Twice in my life I have procured, through some strange and mysterious machinations to which even I may be unaware (read: emails), internships reading slush. I read for Fantasy Magazine for one summer, which was totally awesome and everyone should go to their website and love them lots because they are fantastic lovely people. And now I’m reading for Shimmer, which is this equally awesome but rather smaller ezine.

I seriously recommend to any writer out there to try at least once in their life to read through slush. Like, you can go through Miss Snark’s (may she swill gin wherever she is forever) Crapometer, or read query contests on agents’ blogs (Nathan Bransford has a buncha them), but these contests are prescreened. There’s an army of commenters giving their opinions – how many read these comments before establishing their own opinions? (I do. haha oops.)

The slushpile is different. There is nothing separating you and the writer except your computer monitor, a couple hundred miles, and another computer monitor. (You know that when the internet is your only protection, you’re basically fucked.)

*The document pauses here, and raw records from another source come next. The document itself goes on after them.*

//! Field accessor capability.
//!
//! The validator never holds on to field elements between events. Every
//! submission asks a [`FieldAccessor`] for the current element handles and
//! values, keeping the document the single source of truth.

use crate::dom::{Document, NodeId};
use crate::field::FieldKey;
use crate::state::FormValues;

/// Maps logical field names to element handles and values.
pub trait FieldAccessor {
    /// Element backing the field, `None` if the form does not contain it.
    fn element(&self, field: FieldKey) -> Option<NodeId>;

    /// Current value of the field, `None` if the element is absent.
    fn value(&self, field: FieldKey) -> Option<String>;

    /// Values of every field at this instant.
    fn snapshot(&self) -> FormValues {
        let mut values = FormValues::default();
        for key in FieldKey::all() {
            if let Some(v) = self.value(key) {
                values.set_value(key, v);
            }
        }
        values
    }
}

/// [`FieldAccessor`] over the descendants of a form element.
pub struct DocumentFields<'a> {
    document: &'a Document,
    form: NodeId,
}

impl<'a> DocumentFields<'a> {
    pub fn new(document: &'a Document, form: NodeId) -> Self {
        Self { document, form }
    }
}

impl FieldAccessor for DocumentFields<'_> {
    fn element(&self, field: FieldKey) -> Option<NodeId> {
        self.document
            .find_descendant_by_id(self.form, field.element_id())
            .ok()
            .flatten()
    }

    fn value(&self, field: FieldKey) -> Option<String> {
        let node = self.element(field)?;
        self.document.value(node).ok().map(str::to_string)
    }
}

And then you have to make your own opinions about the stuff you read. And there are editors who reign over the magazine, and their tastes might not overlap with yours. And what happens if you send an author you like a rejection that was meant for someone else? AND WHAT HAPPENS IF YOU REALLY LIKE A STORY AND YOU CAN’T SEND IT ON BECAUSE IT’S THE WRONG GENRE? WHAT HAPPENS THEN?!

An aside. Writers, please: if you send a story to a magazine, make sure it is in the genre they publish. They do not like rejecting good work (hell, I never liked rejecting anything ever), but sometimes they have to. It’s uber sad. Dun do it plz. kthx.

It’s also given me an interesting perspective on rejections. Obviously they still make me sad – but you know when an editor or agent says they “just didn’t connect with the work”? It’s the most frustrating phrase in any rejection.

That has totally happened to me.

The writing is good. The plot is good. The characters are good, too. But there’s something missing. Or something that’s there that’s off. Or something I don’t know. What’s wrong with me? This story is good! But I don’t like it. I just can’t connect with it.

I have become that which I swore never to be.

Of course, I sent the story along. Because even though I didn’t connect with it, I’m not the editor. He might feel differently, and if the story’s good, why not?

Still, reading slush was incredibly rewarding. You really see everything: stuff to do, stuff not to do, how anxiety-ridden making these decisions can be, and how much the people running these magazines want writers to succeed.